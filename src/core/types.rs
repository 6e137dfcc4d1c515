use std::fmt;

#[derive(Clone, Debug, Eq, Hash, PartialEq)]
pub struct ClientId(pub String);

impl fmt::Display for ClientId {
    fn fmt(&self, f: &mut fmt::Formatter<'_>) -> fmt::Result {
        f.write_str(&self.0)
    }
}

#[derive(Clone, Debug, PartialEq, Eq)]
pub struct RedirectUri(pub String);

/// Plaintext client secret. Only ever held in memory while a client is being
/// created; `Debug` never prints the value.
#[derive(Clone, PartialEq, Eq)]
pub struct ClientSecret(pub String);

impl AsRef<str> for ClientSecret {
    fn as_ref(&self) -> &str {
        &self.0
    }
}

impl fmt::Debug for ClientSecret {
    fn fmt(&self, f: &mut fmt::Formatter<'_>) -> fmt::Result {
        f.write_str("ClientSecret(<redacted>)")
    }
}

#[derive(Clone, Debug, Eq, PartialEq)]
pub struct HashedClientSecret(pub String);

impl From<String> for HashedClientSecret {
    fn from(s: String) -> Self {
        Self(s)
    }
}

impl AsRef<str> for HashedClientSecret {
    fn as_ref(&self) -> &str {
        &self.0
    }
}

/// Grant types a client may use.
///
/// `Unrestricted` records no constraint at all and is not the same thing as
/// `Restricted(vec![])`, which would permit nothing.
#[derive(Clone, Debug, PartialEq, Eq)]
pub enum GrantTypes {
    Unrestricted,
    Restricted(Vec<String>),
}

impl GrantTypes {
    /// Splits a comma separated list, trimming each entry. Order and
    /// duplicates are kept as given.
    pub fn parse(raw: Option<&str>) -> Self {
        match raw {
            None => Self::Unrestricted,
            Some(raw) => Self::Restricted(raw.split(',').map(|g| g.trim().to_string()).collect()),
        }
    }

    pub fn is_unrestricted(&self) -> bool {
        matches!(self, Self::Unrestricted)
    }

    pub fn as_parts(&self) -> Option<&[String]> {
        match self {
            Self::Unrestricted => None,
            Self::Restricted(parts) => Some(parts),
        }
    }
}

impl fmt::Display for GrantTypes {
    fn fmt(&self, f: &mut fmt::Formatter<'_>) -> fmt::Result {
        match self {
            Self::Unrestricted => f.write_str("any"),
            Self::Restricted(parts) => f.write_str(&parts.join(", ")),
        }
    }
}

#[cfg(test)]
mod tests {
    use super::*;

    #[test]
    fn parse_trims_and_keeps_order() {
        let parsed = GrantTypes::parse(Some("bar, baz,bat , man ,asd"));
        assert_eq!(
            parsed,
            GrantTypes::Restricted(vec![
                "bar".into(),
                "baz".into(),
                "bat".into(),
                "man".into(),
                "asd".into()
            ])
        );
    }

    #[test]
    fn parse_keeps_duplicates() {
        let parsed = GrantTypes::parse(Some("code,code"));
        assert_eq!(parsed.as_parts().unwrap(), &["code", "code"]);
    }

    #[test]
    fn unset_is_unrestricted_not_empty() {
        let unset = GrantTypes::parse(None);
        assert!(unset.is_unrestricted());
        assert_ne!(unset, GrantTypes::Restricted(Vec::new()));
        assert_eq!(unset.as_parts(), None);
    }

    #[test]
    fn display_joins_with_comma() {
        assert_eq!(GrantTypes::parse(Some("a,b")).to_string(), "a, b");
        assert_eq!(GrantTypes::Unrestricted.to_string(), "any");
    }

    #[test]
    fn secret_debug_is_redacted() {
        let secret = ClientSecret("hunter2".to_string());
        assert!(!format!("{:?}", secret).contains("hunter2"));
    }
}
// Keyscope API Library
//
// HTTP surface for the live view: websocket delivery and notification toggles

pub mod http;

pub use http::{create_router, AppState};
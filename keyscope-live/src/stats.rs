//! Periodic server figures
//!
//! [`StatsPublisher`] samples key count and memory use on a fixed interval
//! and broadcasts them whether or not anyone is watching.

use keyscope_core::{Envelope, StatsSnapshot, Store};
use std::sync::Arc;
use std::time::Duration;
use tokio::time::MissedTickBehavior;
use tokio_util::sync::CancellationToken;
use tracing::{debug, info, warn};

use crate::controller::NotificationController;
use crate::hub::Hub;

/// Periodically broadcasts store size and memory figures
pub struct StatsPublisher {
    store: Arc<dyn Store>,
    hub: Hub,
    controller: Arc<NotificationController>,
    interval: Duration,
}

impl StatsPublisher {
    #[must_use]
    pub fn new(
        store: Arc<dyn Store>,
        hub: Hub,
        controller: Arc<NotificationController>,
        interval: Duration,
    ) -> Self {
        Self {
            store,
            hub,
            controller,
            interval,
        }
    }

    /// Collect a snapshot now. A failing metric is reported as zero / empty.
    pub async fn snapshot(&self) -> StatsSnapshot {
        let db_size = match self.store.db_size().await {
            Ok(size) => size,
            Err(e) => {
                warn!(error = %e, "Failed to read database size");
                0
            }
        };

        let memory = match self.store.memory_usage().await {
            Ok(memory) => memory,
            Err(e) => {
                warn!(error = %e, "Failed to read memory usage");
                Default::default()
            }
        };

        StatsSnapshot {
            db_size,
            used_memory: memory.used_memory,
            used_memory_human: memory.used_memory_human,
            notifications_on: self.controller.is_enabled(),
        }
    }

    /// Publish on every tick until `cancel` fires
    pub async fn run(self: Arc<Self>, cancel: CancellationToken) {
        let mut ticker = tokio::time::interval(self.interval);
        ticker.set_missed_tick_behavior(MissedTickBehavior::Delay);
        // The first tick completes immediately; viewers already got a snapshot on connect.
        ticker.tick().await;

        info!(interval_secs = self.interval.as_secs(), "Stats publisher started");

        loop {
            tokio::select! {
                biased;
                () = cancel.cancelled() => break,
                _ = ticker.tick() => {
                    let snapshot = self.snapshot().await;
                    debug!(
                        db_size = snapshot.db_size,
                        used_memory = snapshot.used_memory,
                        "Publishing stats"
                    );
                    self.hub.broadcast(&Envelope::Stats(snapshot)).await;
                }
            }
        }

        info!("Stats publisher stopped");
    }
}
:::::
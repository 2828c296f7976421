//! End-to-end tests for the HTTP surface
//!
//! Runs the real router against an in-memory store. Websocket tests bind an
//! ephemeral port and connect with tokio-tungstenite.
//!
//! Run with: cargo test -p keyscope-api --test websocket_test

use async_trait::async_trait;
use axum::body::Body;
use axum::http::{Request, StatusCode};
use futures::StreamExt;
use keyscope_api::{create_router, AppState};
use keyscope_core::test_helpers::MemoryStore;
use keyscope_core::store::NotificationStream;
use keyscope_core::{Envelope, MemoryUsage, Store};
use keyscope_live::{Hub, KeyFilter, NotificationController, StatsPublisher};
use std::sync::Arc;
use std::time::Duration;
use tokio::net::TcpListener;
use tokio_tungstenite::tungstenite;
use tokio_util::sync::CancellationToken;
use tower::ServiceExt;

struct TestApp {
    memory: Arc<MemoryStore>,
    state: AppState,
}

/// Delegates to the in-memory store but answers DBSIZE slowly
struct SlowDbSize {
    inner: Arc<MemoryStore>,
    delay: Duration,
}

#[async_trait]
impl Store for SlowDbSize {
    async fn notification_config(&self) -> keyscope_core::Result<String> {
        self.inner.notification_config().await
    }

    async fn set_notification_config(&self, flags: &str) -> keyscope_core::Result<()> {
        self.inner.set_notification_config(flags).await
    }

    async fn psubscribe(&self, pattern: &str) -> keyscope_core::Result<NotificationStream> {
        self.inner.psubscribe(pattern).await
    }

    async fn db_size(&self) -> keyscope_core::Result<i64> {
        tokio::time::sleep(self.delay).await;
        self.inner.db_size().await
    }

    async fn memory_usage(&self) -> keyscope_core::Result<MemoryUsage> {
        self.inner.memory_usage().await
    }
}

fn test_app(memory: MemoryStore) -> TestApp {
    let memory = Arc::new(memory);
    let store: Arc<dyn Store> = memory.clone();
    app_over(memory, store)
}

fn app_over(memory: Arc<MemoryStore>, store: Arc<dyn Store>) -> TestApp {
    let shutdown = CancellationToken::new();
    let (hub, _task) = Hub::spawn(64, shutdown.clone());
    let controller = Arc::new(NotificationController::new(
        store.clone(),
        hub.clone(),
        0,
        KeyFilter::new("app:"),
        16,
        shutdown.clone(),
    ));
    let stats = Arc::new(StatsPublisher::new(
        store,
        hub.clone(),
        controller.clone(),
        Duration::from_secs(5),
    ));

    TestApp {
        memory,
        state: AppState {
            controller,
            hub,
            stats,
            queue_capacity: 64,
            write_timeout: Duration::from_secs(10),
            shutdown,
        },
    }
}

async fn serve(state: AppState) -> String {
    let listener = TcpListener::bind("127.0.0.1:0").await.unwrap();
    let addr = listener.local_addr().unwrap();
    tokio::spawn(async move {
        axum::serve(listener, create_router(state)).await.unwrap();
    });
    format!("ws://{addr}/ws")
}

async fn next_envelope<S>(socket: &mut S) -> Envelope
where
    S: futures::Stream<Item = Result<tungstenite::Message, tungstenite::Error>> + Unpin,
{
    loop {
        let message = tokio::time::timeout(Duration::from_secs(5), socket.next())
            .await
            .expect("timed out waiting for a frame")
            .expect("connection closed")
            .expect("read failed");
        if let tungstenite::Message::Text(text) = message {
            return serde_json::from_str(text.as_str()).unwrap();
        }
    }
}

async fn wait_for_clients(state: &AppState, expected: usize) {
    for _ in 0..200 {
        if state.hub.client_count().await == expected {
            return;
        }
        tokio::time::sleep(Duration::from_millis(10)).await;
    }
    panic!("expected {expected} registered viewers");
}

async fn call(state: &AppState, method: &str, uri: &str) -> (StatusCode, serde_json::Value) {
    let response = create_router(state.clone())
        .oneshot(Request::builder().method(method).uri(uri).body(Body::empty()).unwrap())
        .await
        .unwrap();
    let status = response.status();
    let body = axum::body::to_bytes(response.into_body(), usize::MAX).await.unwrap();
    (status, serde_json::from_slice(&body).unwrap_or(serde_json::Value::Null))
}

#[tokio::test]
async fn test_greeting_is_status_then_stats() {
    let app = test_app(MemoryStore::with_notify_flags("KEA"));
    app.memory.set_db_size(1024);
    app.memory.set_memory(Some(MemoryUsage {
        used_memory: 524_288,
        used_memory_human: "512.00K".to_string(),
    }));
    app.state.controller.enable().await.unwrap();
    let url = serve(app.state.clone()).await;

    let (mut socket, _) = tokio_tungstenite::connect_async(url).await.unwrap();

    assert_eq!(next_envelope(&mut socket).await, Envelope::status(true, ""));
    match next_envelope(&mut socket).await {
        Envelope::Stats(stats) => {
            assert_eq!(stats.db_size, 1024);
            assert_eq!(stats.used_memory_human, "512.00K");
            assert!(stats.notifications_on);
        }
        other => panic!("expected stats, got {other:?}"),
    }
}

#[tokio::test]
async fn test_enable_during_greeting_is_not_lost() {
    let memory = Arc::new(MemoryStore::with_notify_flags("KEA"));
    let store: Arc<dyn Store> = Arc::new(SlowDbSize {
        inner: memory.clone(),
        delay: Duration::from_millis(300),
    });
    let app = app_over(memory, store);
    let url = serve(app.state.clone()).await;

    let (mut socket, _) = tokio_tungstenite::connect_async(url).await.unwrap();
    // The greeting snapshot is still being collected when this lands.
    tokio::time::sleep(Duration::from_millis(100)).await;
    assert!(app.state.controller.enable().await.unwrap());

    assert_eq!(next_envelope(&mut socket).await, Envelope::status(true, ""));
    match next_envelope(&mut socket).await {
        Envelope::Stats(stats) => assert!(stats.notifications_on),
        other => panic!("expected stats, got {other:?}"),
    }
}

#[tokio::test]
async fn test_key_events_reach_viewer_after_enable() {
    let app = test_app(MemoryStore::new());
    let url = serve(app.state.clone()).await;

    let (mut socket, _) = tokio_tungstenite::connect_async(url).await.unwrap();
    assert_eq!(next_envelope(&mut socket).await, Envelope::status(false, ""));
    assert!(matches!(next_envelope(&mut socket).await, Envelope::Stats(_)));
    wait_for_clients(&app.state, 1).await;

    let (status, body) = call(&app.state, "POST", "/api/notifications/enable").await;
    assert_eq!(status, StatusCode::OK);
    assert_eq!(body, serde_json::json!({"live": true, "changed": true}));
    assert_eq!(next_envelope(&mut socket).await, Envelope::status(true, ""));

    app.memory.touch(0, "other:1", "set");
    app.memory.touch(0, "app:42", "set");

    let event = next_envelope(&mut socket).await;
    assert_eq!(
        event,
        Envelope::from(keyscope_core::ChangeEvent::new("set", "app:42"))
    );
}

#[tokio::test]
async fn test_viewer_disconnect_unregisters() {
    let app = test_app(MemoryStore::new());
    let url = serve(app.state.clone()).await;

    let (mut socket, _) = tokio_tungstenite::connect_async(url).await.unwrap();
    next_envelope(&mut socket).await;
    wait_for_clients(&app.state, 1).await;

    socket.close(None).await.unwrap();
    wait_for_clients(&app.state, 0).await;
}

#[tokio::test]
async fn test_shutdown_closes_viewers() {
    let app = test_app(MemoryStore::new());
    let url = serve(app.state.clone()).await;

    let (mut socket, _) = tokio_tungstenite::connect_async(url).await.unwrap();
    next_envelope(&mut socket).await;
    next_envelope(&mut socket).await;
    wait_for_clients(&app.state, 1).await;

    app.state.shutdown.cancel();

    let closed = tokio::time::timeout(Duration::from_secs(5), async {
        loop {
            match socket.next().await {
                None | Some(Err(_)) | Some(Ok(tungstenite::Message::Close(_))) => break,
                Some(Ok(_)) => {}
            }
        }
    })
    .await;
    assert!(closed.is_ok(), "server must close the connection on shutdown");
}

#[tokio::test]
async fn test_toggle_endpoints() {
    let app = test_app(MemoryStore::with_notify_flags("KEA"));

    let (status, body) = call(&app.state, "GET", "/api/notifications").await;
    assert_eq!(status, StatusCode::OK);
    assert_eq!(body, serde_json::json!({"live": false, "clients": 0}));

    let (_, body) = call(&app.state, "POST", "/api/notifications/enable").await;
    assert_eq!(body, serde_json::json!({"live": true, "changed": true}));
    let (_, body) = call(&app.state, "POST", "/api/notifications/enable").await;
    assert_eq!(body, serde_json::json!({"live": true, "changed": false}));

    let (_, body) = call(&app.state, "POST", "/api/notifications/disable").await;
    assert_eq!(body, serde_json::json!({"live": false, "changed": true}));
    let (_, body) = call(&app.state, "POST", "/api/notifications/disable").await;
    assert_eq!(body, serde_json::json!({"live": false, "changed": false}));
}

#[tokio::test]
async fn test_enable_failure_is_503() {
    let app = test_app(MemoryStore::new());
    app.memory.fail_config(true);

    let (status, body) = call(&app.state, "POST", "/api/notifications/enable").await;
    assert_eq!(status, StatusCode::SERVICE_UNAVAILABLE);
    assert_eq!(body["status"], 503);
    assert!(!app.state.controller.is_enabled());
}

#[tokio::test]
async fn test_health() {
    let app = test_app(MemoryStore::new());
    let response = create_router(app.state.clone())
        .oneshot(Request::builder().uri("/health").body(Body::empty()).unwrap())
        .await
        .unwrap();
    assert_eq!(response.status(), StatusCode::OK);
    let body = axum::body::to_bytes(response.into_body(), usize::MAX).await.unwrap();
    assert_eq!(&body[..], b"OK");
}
:::::
REQUIRED ACTION: Total the lines in the records above that contain the string "StatusCode". Write only that total.

EXERCISE RESPONSE: 6